Part Three - Start Practicing “Living Without” 


The preparation for underground work is deep spiritualization. As we peel an onion in preparation for its use, so God must "peel" from us what are mere words, sensations of our enjoyments in religion, in order to arrive at the reality of our faith. Jesus has told us "that whosoever will follow" Him will have to "take up their cross," and He, Himself, showed how heavy this cross can be. We have to be prepared for this. We have to make the preparation now before we are imprisoned. In prison you lose everything. You are undressed and given a prisoner's suit. No more nice furniture, nice carpets or nice curtains. You do not have a wife or husband any more and you do not have your children. You do not have your library and you never see a flower. Nothing of what makes life pleasant remains. Nobody resists who has not renounced the pleasures of life beforehand. I personally use an exercise. I now live in the United States of America. Can you imagine what an American supermarket looks like? You find there many delicious things. I look at everything and say to myself, "I can go without this thing and that thing; this thing is very nice, but I can go without: this third thing I can go without, too." I visited the whole supermarket and did not spend one dollar. I had the joy of seeing many beautiful things and the second joy to know that I can go without.
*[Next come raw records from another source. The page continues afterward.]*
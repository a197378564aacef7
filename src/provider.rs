use std::sync::Arc;
use std::time::Duration;

use anyhow::{anyhow, Context};
use async_trait::async_trait;
use reqwest::header::{HeaderMap, HeaderValue, AUTHORIZATION};
use serde::Serialize;

use crate::config::AppConfig;
use crate::error::{CompanionError, CompanionResult};
use crate::models::ProviderMessage;

pub const API_KEY_ENV: &str = "GROQ_API_KEY";
const KEYRING_SERVICE: &str = "VibeVision";
const KEYRING_USER: &str = "groq";

#[derive(Serialize, Clone, Debug)]
pub struct CompletionRequest {
  pub model: String,
  pub messages: Vec<ProviderMessage>,
  pub temperature: f32,
  pub max_tokens: u32,
  pub top_p: f32,
  pub stream: bool,
}

/// One live provider client handle.
#[async_trait]
pub trait ChatBackend: Send + Sync {
  fn session_id(&self) -> &str;

  /// Single non-streaming completion; returns the assistant text.
  async fn complete(&self, request: &CompletionRequest) -> CompanionResult<String>;
}

/// Creates fresh client handles, on startup and on every reset.
pub trait BackendFactory: Send + Sync {
  fn connect(&self) -> anyhow::Result<Arc<dyn ChatBackend>>;
}

pub struct GroqFactory {
  base_url: String,
  timeout: Option<Duration>,
}

impl GroqFactory {
  pub fn from_config(config: &AppConfig) -> Self {
    Self {
      base_url: config.provider_base_url.trim_end_matches('/').to_string(),
      timeout: config.request_timeout_secs.map(Duration::from_secs),
    }
  }
}

impl BackendFactory for GroqFactory {
  fn connect(&self) -> anyhow::Result<Arc<dyn ChatBackend>> {
    let key = get_api_key()?;
    Ok(Arc::new(GroqClient::new(&self.base_url, &key, self.timeout)?))
  }
}

fn get_api_key() -> anyhow::Result<String> {
  resolve_api_key(std::env::var(API_KEY_ENV).ok(), || {
    keyring::Entry::new(KEYRING_SERVICE, KEYRING_USER)
      .and_then(|e| e.get_password())
      .ok()
  })
}

/// Environment first, keyring second. Whitespace-only values count as missing.
fn resolve_api_key(
  from_env: Option<String>,
  from_keyring: impl FnOnce() -> Option<String>,
) -> anyhow::Result<String> {
  let usable = |key: Option<String>| key.map(|k| k.trim().to_string()).filter(|k| !k.is_empty());
  usable(from_env)
    .or_else(|| usable(from_keyring()))
    .ok_or_else(|| anyhow!("{API_KEY_ENV} not found in environment or keyring"))
}

pub struct GroqClient {
  http: reqwest::Client,
  base_url: String,
  api_key: String,
  session_id: String,
}

impl GroqClient {
  pub fn new(base_url: &str, api_key: &str, timeout: Option<Duration>) -> anyhow::Result<Self> {
    let mut builder = reqwest::Client::builder();
    if let Some(timeout) = timeout {
      builder = builder.timeout(timeout);
    }
    let http = builder.build().context("failed to create HTTP client")?;
    Ok(Self {
      http,
      base_url: base_url.trim_end_matches('/').to_string(),
      api_key: api_key.to_string(),
      session_id: uuid::Uuid::new_v4().to_string(),
    })
  }

  fn headers(&self) -> CompanionResult<HeaderMap> {
    let mut headers = HeaderMap::new();
    headers.insert(
      AUTHORIZATION,
      HeaderValue::from_str(&format!("Bearer {}", self.api_key))
        .map_err(|_| CompanionError::provider("API key contains invalid header characters"))?,
    );
    headers.insert(
      "X-Session-Id",
      HeaderValue::from_str(&self.session_id).unwrap_or_else(|_| HeaderValue::from_static("unknown")),
    );
    Ok(headers)
  }

  fn redact(&self, text: &str) -> String {
    if self.api_key.is_empty() {
      text.to_string()
    } else {
      text.replace(&self.api_key, "[REDACTED]")
    }
  }
}

#[async_trait]
impl ChatBackend for GroqClient {
  fn session_id(&self) -> &str {
    &self.session_id
  }

  async fn complete(&self, request: &CompletionRequest) -> CompanionResult<String> {
    let url = format!("{}/chat/completions", self.base_url);
    tracing::debug!(model = %request.model, session = %self.session_id, "sending completion request");

    let resp = self
      .http
      .post(&url)
      .headers(self.headers()?)
      .json(request)
      .send()
      .await
      .map_err(|err| CompanionError::provider(self.redact(&err.to_string())))?;

    if !resp.status().is_success() {
      let upstream_status = resp.status();
      let text = resp
        .text()
        .await
        .unwrap_or_else(|_| "Provider request failed.".to_string());
      tracing::error!(status = %upstream_status, "provider returned an error");
      return Err(CompanionError::Provider {
        status: Some(upstream_status.as_u16()),
        message: self.redact(&format!("Provider error ({upstream_status}): {text}")),
      });
    }

    let json_body = resp
      .json::<serde_json::Value>()
      .await
      .map_err(|err| CompanionError::provider(format!("Failed to parse provider response: {err}")))?;
    json_body["choices"][0]["message"]["content"]
      .as_str()
      .map(|s| s.to_string())
      .ok_or_else(|| CompanionError::provider("No response choices returned"))
  }
}

#[cfg(test)]
mod tests {
  use super::*;
  use axum::http::{HeaderMap as AxumHeaders, StatusCode};
  use axum::routing::post;
  use axum::{Json, Router};

  async fn serve(app: Router) -> String {
    let listener = tokio::net::TcpListener::bind("127.0.0.1:0").await.unwrap();
    let addr = listener.local_addr().unwrap();
    tokio::spawn(async move {
      axum::serve(listener, app).await.unwrap();
    });
    format!("http://{addr}")
  }

  fn request() -> CompletionRequest {
    CompletionRequest {
      model: "llama-3.3-70b-versatile".to_string(),
      messages: vec![ProviderMessage::user_text("hello")],
      temperature: 0.3,
      max_tokens: 1000,
      top_p: 1.0,
      stream: false,
    }
  }

  #[tokio::test]
  async fn complete_returns_first_choice_and_sends_payload() {
    let app = Router::new().route(
      "/chat/completions",
      post(|headers: AxumHeaders, Json(body): Json<serde_json::Value>| async move {
        assert_eq!(headers["authorization"], "Bearer secret-key");
        assert!(headers.contains_key("x-session-id"));
        assert_eq!(body["stream"], false);
        assert_eq!(body["max_tokens"], 1000);
        assert_eq!(body["messages"][0]["content"], "hello");
        Json(serde_json::json!({
          "choices": [{ "message": { "role": "assistant", "content": "Hi there" } }]
        }))
      }),
    );
    let base = serve(app).await;

    let client = GroqClient::new(&base, "secret-key", None).unwrap();
    assert_eq!(client.complete(&request()).await.unwrap(), "Hi there");
  }

  #[tokio::test]
  async fn upstream_errors_keep_status_and_hide_key() {
    let app = Router::new().route(
      "/chat/completions",
      post(|| async { (StatusCode::TOO_MANY_REQUESTS, "rate limited for key secret-key") }),
    );
    let base = serve(app).await;

    let client = GroqClient::new(&base, "secret-key", None).unwrap();
    match client.complete(&request()).await {
      Err(CompanionError::Provider { status, message }) => {
        assert_eq!(status, Some(429));
        assert!(message.contains("rate limited"));
        assert!(!message.contains("secret-key"));
      }
      other => panic!("unexpected result: {other:?}"),
    }
  }

  #[tokio::test]
  async fn missing_choices_is_a_provider_error() {
    let app = Router::new().route(
      "/chat/completions",
      post(|| async { Json(serde_json::json!({ "choices": [] })) }),
    );
    let base = serve(app).await;

    let client = GroqClient::new(&base, "k", None).unwrap();
    assert!(matches!(
      client.complete(&request()).await,
      Err(CompanionError::Provider { status: None, .. })
    ));
  }

  #[test]
  fn each_client_gets_its_own_session_id() {
    let a = GroqClient::new("http://localhost", "k", None).unwrap();
    let b = GroqClient::new("http://localhost", "k", None).unwrap();
    assert_ne!(a.session_id(), b.session_id());
  }

  #[test]
  fn env_key_wins_without_touching_keyring() {
    let key = resolve_api_key(Some(" env-key ".to_string()), || panic!("keyring consulted")).unwrap();
    assert_eq!(key, "env-key");
  }

  #[test]
  fn keyring_used_when_env_missing_or_blank() {
    assert_eq!(resolve_api_key(None, || Some("ring-key".to_string())).unwrap(), "ring-key");
    assert_eq!(
      resolve_api_key(Some("   ".to_string()), || Some("ring-key".to_string())).unwrap(),
      "ring-key"
    );
  }

  #[test]
  fn blank_everywhere_is_missing() {
    assert!(resolve_api_key(None, || None).is_err());
    assert!(resolve_api_key(Some(String::new()), || Some(" \t".to_string())).is_err());
  }
}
Part Four - Doubt will Make you a Traitor 


I am Jewish. In Hebrew, the language which Jesus Himself spoke and in which the first revelation has been given, the word "doubt" does not exist. To doubt is as wrong for a man as it would be for him to walk on four legs - he is not meant to walk on four legs. A man walks erect; he is not a beast. To doubt is subhuman. To every one of us doubts come, but do not allow doubts about essential doctrines of the Bible such as the existence of God, the resurrection of Jesus Christ, or the existence of eternal life to make a nest in your mind. Every theological or philosophical doubt makes you a potential traitor. You can allow yourself doubts while you have a nice study and you prepare sermons, and you eat well - or you write a book. Then you can allow yourself all kinds of daring ideas and doubts. When you are tortured these doubts are changed into treason because you have to decide to live or die for this faith. One of the most important things about the spiritual preparation of an underground worker is the solution of his doubts. In mathematics, if you do not find the solution you may have made a mistake somewhere, so you continue until you find out. Don't live with doubts, but seek their solution.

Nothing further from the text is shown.